Canais como CNN e South China Morning Post se referiram a Fong e Lau como “amigas”; outros mencionaram que as duas vieram de “famílias quebradas”. No geral, jornais e programas de TV de Hong Kong e do mundo escolheram ignorar a identidade das duas e focar no diagnóstico psiquiátrico do agressor.
Tradução das imagens: Duas mulheres esfaqueadas até a morte em um ataque no shopping que chocou Hong Kong. Vídeos com alto teor gráfico circulando nas redes sociais parecem mostrar o agressor segurando uma das mulheres no chão e golpeando-a repetidamente. Eles também mostram a amiga da mulher tentando afastar o homem, sem sucesso. As gravações não mostram, mas ela também foi agredida.
Mesmo a saúde mental sendo uma questão importante em crimes como esse, negar a relação afetiva das vítimas só agrava um problema que nós enfrentamos na comunidade LGBTQ+: a omissão de crimes de ódio (e a perspectiva de direitos iguais – principalmente em um país como Hong Kong).
Em sua crítica ao ocorrido, a Dra. Lucetta Kam, docente de estudos de gênero na Universidade Batista de Hong Kong, argumentou que não é que a mídia precisa sempre falar sobre a sexualidade ou identidade de gênero das vítimas, mas que nesse caso o silêncio sobre esse assunto é preocupante. O público de Hong Kong não está habituado a receber notícias tão terríveis, principalmente quando se fala de agressão contra mulheres. Mulheres queer, então, recebem menos atenção ainda, e isso é algo a ser questionado.
A omissão das sexualidades de Lau e Fong é uma forma de negar a batalha diária da comunidade LGBTQ+ por aceitação, porque significa que o assassinato não vai ser noticiado como um crime de ódio. Além disso, se tratam de duas mulheres, cuja morte nos alerta para os altos índices de feminicídio no mundo inteiro.
Tradução: Assassinatos em Hong Kong aumentam a discussão sobre formas de noticiar questões LGBTQ. Em Hong Kong, onde atos violentos são raros, um recente homicídio duplo deixou habitantes e policiais em choque, e também aumentou críticas sobre a mídia dentro da comunidade LGBTQ.
Tradução: Polícia de Hong Kong exposta por não reconhecer o relacionamento do casal. Ativistas LGBTQ+ ao redor do mundo expressaram seu descontentamento com a condução do caso de assassinato e com declarações da imprensa.

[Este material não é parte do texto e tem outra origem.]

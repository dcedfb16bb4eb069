use std::sync::{
    Arc,
    atomic::{AtomicBool, Ordering},
};
use tokio::signal;
use tokio_util::sync::CancellationToken;
use tracing::{info, warn};

/// Turns SIGINT and SIGTERM into cooperative cancellation of the running
/// import. The in-flight batch still finishes before the import stops.
#[derive(Clone)]
pub struct ShutdownCoordinator {
    token: CancellationToken,
    interrupted: Arc<AtomicBool>,
}

impl ShutdownCoordinator {
    pub fn new(token: CancellationToken) -> Self {
        ShutdownCoordinator {
            token,
            interrupted: Arc::new(AtomicBool::new(false)),
        }
    }

    /// Spawns the signal listener. It exits quietly if the token is
    /// cancelled by someone else first.
    pub fn register_handlers(&self) {
        let token = self.token.clone();
        let interrupted = self.interrupted.clone();

        tokio::spawn(async move {
            let signal_name = tokio::select! {
                name = wait_for_signal() => name,
                _ = token.cancelled() => return,
            };

            info!(signal = signal_name, "Interrupt received, stopping after the current batch");
            interrupted.store(true, Ordering::SeqCst);
            token.cancel();
        });
    }

    /// True once a signal, rather than the import itself, cancelled the token.
    pub fn is_shutdown_requested(&self) -> bool {
        self.interrupted.load(Ordering::SeqCst)
    }

    pub fn cancel_token(&self) -> CancellationToken {
        self.token.clone()
    }
}

async fn wait_for_signal() -> &'static str {
    let interrupt = async {
        match signal::ctrl_c().await {
            Ok(()) => "SIGINT",
            Err(err) => {
                warn!(error = %err, "SIGINT handler unavailable");
                std::future::pending().await
            }
        }
    };

    #[cfg(unix)]
    let terminate = async {
        match signal::unix::signal(signal::unix::SignalKind::terminate()) {
            Ok(mut stream) => {
                stream.recv().await;
                "SIGTERM"
            }
            Err(err) => {
                warn!(error = %err, "SIGTERM handler unavailable");
                std::future::pending().await
            }
        }
    };

    #[cfg(not(unix))]
    let terminate = std::future::pending::<&'static str>();

    tokio::select! {
        name = interrupt => name,
        name = terminate => name,
    }
}

/// Process exit status of `tally import`.
#[derive(Debug, Clone, Copy, PartialEq, Eq)]
pub enum ExitCode {
    Success = 0,
    /// Command error, fatal import error, or a halted import.
    GeneralError = 1,
    /// Import stopped by SIGINT/SIGTERM or cancelled.
    ShutdownRequested = 130,
}

impl ExitCode {
    pub fn as_i32(self) -> i32 {
        self as i32
    }
}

Felizmente, a internet já está atenta a tudo isso e agora pessoas e canais independentes estão espalhando a notícia, colocando o relacionamento entre as duas mulheres como foco. No fim, todos nós devemos trabalhar juntos para divulgar o ocorrido, porque a morte de Lau e Fong mostra que mulheres LGBTQ+ precisam de acolhimento e proteção agora, mais do que nunca.
E, assim como a luta dentro da indústria do entretenimento, a aceitação começa pelo fim do apagamento das nossas identidades.
Desejamos paz e conforto para os familiares e amigos de Fong Hiu Tung e Lau Kai Hei neste momento difícil.